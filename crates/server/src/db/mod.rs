//! Storage for ledger entries and merchant rewards configuration.
//!
//! # Database: `loyalty`
//!
//! ## Tables
//!
//! - `loyalty.merchant` - Merchants and their rewards configuration (JSONB)
//! - `loyalty.reward_ledger` - One row per (customer, merchant) pair
//!
//! # Backends
//!
//! Route handlers and services only see the [`LedgerStore`] and
//! [`MerchantStore`] traits. [`PgLedgerStore`] and [`PgMerchantStore`] are the
//! production implementations; [`InMemoryStore`] implements both for tests
//! and local development.
//!
//! # Concurrency
//!
//! [`LedgerStore::update_entry`] is a compare-and-swap on the entry's
//! `version`. A mismatch returns [`RepositoryError::StaleVersion`] without
//! writing anything, so callers can re-read and recompute.
//!
//! # Migrations
//!
//! Migrations are stored in `crates/server/migrations/` and run via:
//! ```bash
//! cargo run -p loyalty-cli -- migrate
//! ```

pub mod ledger;
pub mod memory;
pub mod merchants;

use std::time::Duration;

use async_trait::async_trait;
use secrecy::ExposeSecret;
use sqlx::PgPool;
use sqlx::postgres::PgPoolOptions;
use thiserror::Error;

use loyalty_core::{
    CustomerId, LedgerEntryId, LedgerPatch, Merchant, MerchantId, NewLedgerEntry,
    RewardLedgerEntry, RewardsConfig,
};

pub use ledger::PgLedgerStore;
pub use memory::InMemoryStore;
pub use merchants::PgMerchantStore;

/// Errors that can occur during repository operations.
#[derive(Debug, Error)]
pub enum RepositoryError {
    /// Database error from sqlx.
    #[error("database error: {0}")]
    Database(#[from] sqlx::Error),

    /// Data in the database is corrupted or invalid.
    #[error("data corruption: {0}")]
    DataCorruption(String),

    /// Requested entity was not found.
    #[error("not found")]
    NotFound,

    /// Constraint violation (e.g., duplicate ledger entry).
    #[error("constraint violation: {0}")]
    Conflict(String),

    /// The row changed since it was read.
    #[error("stale version: expected {expected}")]
    StaleVersion {
        /// Version the caller read.
        expected: i64,
    },
}

/// Persistence for reward ledger entries.
#[async_trait]
pub trait LedgerStore: Send + Sync + 'static {
    /// Find the entry for a (customer, merchant) pair.
    async fn find_entry(
        &self,
        customer_id: &CustomerId,
        merchant_id: &MerchantId,
    ) -> Result<Option<RewardLedgerEntry>, RepositoryError>;

    /// Insert a new entry at version 0.
    ///
    /// Returns `RepositoryError::Conflict` if the pair already has one.
    async fn create_entry(&self, entry: NewLedgerEntry)
    -> Result<RewardLedgerEntry, RepositoryError>;

    /// Apply a patch if the stored version still equals `expected_version`.
    ///
    /// All patched fields and the version bump are written together or not
    /// at all. Returns `RepositoryError::NotFound` if the entry is missing and
    /// `RepositoryError::StaleVersion` if it changed since it was read.
    async fn update_entry(
        &self,
        id: LedgerEntryId,
        expected_version: i64,
        patch: &LedgerPatch,
    ) -> Result<RewardLedgerEntry, RepositoryError>;

    /// All entries for a merchant, most recent visit first.
    async fn list_for_merchant(
        &self,
        merchant_id: &MerchantId,
    ) -> Result<Vec<RewardLedgerEntry>, RepositoryError>;

    /// Check that the backend is reachable.
    async fn ping(&self) -> Result<(), RepositoryError>;
}

/// Persistence for merchants and their rewards configuration.
#[async_trait]
pub trait MerchantStore: Send + Sync + 'static {
    /// Find a merchant by ID.
    async fn find_merchant(&self, id: &MerchantId) -> Result<Option<Merchant>, RepositoryError>;

    /// Create a merchant, or replace its name and rewards if it exists.
    async fn upsert_merchant(
        &self,
        id: &MerchantId,
        name: &str,
        rewards: &RewardsConfig,
    ) -> Result<Merchant, RepositoryError>;

    /// Replace an existing merchant's rewards configuration.
    ///
    /// Returns `RepositoryError::NotFound` if the merchant does not exist.
    async fn update_rewards(
        &self,
        id: &MerchantId,
        rewards: &RewardsConfig,
    ) -> Result<Merchant, RepositoryError>;
}

/// Create a `PostgreSQL` connection pool with sensible defaults.
///
/// # Arguments
///
/// * `database_url` - `PostgreSQL` connection string (wrapped in `SecretString`)
///
/// # Errors
///
/// Returns `sqlx::Error` if the connection cannot be established.
pub async fn create_pool(database_url: &secrecy::SecretString) -> Result<PgPool, sqlx::Error> {
    PgPoolOptions::new()
        .max_connections(10)
        .min_connections(2)
        .acquire_timeout(Duration::from_secs(10))
        .connect(database_url.expose_secret())
        .await
}

/// Map unique and foreign key violations to repository errors.
fn map_constraint_error(err: sqlx::Error, conflict_message: &str) -> RepositoryError {
    if let sqlx::Error::Database(ref db_err) = err {
        if db_err.is_unique_violation() {
            return RepositoryError::Conflict(conflict_message.to_owned());
        }
        if db_err.is_foreign_key_violation() {
            return RepositoryError::NotFound;
        }
    }
    RepositoryError::Database(err)
}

::::::

> [EXERCISE]:
Copy out, from the listing above, every line that contains the word "RewardLedgerEntry".

> [YOUR SOLUTION]:
    RewardLedgerEntry, RewardsConfig,
    ) -> Result<Option<RewardLedgerEntry>, RepositoryError>;
    -> Result<RewardLedgerEntry, RepositoryError>;
    ) -> Result<RewardLedgerEntry, RepositoryError>;
    ) -> Result<Vec<RewardLedgerEntry>, RepositoryError>;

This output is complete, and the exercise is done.